# babies!



## teemee (Aug 29, 2009)

I had no idea my dwarf seahorses were in the family way, but a close inspection today resulted in the sighting of several babies of various sizes. I don't know how old they are but one of the males is holding again, so who knows!
I'll have to post some pictures soon.


----------



## carmenh (Dec 20, 2009)

So cool! Can't wait for pics!


----------



## ameekplec. (May 1, 2008)

Cool beans!! What are their first feeds? BBS?


----------



## teemee (Aug 29, 2009)

I've poured a couple of bags of copepods into the tank over the last few days, and they seem to be eating those. Of course they're too small for the most part to see, but I've seen them making the eating gestures, so I'm pretty sure that's what it is. I'm trying to alternate the pods (when I can find them) with bbs - don't know if the nutritional value is of any significant difference but at least I can say they have a varied diet 
But they're kind of cool - they like hitching on to the adults who don't seem to mind too much - definitely v. cute!


----------



## Cypher (Apr 15, 2006)

Wow that's awesome man!
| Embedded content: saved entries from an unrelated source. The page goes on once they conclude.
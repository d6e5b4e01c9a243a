mod api_doc;
pub mod jobs;
pub mod root;

use crate::api_state::ApiContext;
use crate::jobs::router::jobs_public_router;
use crate::root::router::root_public_router;
use crate::routes::api_doc::ApiDoc;
use axum::Router;
use utoipa::OpenApi;
use utoipa_swagger_ui::SwaggerUi;

// --- Router Construction ---
pub fn create_router(api_state: ApiContext) -> Router {
    Router::new()
        .merge(SwaggerUi::new("/docs").url("/openapi.json", ApiDoc::openapi()))
        .merge(root_public_router())
        .merge(jobs_public_router())
        .with_state(api_state)
}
PICHARz OR IT DIDNT HAPPEN! LOLz jk.


----------



## 50seven (Feb 14, 2010)

Congratulations! That is super cool. Don't forget to take a FTS as well, I think your tank is so awesome for a smaller tank; I'm sure a good FTS will make your tank look way bigger than it really is. Just use a high resolution camera so we can see everything


----------



## explor3r (Mar 14, 2010)

That is fantastic and exciting, would love to see some pics


----------



## disman_ca (Nov 12, 2011)

Awesome! I just bought 2 Kudas for my wife and she is hoping to see them have babies. It will be interesting to see if they will survive. Will you be selling them when they are older?


----------



## teemee (Aug 29, 2009)

Cool - it would be nice to have some captive bred H. kudas! With mine - even when they get older they're tiny (H. zosterae reach max 2"), so I can fit tons of them in my 10g tall. I'm already selling a few, but they're a lot of work to care for as they only eat live pods and freshly hatched baby brine shrimp (not the adult brine shrimp you can sometimes buy at the LFS), so would want to be sure that someone was really willing to care for them.
An another note - i have them in with a mated pair of pearly jawfish and a cleaner shrimp, as well as a few other inverts. I can't decide if the shrimp is trying to catch them for food or just to harass them (thank goodness no one seems to have become prey, yet - obviously this guy will be removed!) - but the jawfish are totally enamored with the zots, which actually defend them from the cleaner shrimp - I've seen the shrimp try to grab one, and the jawfish really gave it a run for its money. The seahorses can be half in the jawfish tunnel, and they just the jawfish just stare at them with their big eyes. Go figure!


----------



## disman_ca (Nov 12, 2011)

teemee said:


> Cool - it would be nice to have some captive bred H. kudas! With mine - even when they get older they're tiny (H. zosterae reach max 2"), so I can fit tons of them in my 10g tall. I'm already selling a few, but they're a lot of work to care for as they only eat live pods and freshly hatched baby brine shrimp (not the adult brine shrimp you can sometimes buy at the LFS), so would want to be sure that someone was really willing to care for them.
> An another note - i have them in with a mated pair of pearly jawfish and a cleaner shrimp, as well as a few other inverts. I can't decide if the shrimp is trying to catch them for food or just to harass them (thank goodness no one seems to have become prey, yet - obviously this guy will be removed!) - but the jawfish are totally enamored with the zots, which actually defend them from the cleaner shrimp - I've seen the shrimp try to grab one, and the jawfish really gave it a run for its money. The seahorses can be half in the jawfish tunnel, and they just the jawfish just stare at them with their big eyes. Go figure!


I forgot about the live food requirement. I've got 2 salt tanks to deal with so adding live feeding requirements wouldn't be my cup of tea. I would love to see pictures either way. Mine is here http://www.gtaaquaria.com/forum/album.php?albumid=114 (not much yet)


----------